*** Opening of Information provided ***

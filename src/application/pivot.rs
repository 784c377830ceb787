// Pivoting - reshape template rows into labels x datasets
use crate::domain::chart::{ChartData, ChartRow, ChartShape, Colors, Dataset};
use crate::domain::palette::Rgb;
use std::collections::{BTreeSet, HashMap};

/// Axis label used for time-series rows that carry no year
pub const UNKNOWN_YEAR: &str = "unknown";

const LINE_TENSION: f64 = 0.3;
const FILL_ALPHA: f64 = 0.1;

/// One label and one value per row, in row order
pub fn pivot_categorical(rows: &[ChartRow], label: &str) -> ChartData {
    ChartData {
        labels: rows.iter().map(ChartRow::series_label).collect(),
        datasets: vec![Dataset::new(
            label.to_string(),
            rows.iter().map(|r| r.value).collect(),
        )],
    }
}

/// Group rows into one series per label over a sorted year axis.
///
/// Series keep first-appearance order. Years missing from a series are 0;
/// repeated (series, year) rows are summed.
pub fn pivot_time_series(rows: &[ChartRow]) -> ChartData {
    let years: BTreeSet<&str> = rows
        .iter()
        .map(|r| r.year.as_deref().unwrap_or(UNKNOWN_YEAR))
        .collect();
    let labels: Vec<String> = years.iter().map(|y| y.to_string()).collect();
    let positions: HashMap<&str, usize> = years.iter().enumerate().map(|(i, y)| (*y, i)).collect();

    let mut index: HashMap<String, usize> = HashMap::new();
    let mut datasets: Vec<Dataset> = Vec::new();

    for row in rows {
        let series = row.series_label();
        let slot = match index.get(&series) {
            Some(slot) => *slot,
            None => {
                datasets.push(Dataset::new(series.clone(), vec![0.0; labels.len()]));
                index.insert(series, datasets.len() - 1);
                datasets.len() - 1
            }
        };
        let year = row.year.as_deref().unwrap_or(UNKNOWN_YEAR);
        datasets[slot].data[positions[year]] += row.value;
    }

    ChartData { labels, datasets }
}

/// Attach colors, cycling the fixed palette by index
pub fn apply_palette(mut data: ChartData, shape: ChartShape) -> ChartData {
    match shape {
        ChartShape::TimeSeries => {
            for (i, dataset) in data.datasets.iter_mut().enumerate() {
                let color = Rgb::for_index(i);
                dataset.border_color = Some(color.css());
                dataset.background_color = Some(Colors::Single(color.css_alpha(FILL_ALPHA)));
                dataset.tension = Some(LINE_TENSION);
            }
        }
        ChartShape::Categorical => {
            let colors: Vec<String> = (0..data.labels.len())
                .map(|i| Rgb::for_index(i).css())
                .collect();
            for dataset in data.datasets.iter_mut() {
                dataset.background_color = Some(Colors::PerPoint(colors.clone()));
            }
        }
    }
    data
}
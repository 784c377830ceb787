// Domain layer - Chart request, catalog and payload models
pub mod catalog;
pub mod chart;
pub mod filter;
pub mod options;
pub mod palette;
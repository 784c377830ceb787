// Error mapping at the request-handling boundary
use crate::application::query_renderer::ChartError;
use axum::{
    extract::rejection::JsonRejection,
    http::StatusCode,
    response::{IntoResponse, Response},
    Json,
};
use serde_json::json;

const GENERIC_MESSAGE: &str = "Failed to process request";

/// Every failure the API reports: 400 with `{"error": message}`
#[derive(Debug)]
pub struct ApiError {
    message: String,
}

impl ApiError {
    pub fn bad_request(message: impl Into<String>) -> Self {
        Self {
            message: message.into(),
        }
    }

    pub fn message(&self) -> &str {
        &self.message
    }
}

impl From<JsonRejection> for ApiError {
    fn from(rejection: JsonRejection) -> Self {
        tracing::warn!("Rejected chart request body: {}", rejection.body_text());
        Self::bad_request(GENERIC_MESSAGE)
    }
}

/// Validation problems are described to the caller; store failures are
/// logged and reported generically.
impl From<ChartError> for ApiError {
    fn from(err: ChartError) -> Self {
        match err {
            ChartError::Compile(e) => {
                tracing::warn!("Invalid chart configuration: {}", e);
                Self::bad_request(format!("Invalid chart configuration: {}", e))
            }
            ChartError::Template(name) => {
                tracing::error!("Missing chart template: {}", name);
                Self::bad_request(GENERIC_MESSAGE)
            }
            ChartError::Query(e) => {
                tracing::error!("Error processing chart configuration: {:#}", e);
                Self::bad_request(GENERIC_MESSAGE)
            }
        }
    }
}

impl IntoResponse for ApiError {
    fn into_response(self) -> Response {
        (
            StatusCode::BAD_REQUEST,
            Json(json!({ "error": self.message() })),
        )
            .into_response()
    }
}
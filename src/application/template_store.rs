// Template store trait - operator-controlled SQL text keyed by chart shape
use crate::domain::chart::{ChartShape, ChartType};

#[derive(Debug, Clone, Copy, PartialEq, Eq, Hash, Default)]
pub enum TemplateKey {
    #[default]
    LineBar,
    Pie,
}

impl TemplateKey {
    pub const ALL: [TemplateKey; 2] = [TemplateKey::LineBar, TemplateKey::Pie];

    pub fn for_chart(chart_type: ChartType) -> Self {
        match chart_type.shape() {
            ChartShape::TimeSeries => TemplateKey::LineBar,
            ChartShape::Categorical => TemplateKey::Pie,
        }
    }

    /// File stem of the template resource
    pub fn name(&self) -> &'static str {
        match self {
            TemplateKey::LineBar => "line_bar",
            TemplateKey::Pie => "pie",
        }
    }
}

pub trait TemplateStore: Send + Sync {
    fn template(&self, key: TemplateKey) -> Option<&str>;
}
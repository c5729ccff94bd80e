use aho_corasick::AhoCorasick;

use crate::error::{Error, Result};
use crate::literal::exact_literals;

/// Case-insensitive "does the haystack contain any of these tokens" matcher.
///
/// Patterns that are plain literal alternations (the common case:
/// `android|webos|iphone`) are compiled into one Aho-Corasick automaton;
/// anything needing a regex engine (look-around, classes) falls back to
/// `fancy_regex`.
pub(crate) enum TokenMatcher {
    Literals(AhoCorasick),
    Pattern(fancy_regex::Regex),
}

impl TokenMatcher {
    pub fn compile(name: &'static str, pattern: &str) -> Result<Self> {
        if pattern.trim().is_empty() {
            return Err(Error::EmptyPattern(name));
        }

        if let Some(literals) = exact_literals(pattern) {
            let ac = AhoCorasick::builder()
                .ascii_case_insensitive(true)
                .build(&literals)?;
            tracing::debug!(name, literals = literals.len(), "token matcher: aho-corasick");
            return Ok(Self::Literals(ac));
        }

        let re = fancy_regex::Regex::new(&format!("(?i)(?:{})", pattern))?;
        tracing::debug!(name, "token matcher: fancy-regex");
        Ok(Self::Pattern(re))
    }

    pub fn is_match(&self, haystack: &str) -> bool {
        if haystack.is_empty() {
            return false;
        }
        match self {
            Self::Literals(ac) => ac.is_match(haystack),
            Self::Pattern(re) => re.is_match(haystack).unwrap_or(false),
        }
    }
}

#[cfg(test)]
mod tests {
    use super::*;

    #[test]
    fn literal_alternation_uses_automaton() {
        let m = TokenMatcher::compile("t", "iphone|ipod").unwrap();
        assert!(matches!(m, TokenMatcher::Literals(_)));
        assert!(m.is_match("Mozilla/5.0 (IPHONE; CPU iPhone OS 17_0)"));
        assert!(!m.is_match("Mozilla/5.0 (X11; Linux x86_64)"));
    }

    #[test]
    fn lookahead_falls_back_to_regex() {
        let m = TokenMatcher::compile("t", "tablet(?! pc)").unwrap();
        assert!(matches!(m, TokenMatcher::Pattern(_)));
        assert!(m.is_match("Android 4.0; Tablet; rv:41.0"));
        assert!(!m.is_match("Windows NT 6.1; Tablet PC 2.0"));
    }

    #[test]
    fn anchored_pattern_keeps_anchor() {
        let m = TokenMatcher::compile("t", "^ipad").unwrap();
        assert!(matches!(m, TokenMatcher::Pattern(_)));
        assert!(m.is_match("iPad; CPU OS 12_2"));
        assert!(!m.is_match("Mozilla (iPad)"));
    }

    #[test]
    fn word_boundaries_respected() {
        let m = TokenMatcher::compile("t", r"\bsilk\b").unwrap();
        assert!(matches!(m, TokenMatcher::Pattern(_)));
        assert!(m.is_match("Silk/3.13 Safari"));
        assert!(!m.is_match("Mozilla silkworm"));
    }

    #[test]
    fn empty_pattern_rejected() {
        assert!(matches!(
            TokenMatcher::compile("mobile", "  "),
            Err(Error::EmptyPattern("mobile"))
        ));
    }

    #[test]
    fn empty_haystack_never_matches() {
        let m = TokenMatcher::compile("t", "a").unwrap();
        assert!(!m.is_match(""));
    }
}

*** Close of Information provided ***

*What is being asked:* Only the lines above, from the first through the one holding "in row order", are to be output, and they must be copied exactly.

*Written solution:*
filename src/application/pivot.rs
repository 784c377830ceb787
// Pivoting - reshape template rows into labels x datasets
use crate::domain::chart::{ChartData, ChartRow, ChartShape, Colors, Dataset};
use crate::domain::palette::Rgb;
use std::collections::{BTreeSet, HashMap};

/// Axis label used for time-series rows that carry no year
pub const UNKNOWN_YEAR: &str = "unknown";

const LINE_TENSION: f64 = 0.3;
const FILL_ALPHA: f64 = 0.1;

/// One label and one value per row, in row order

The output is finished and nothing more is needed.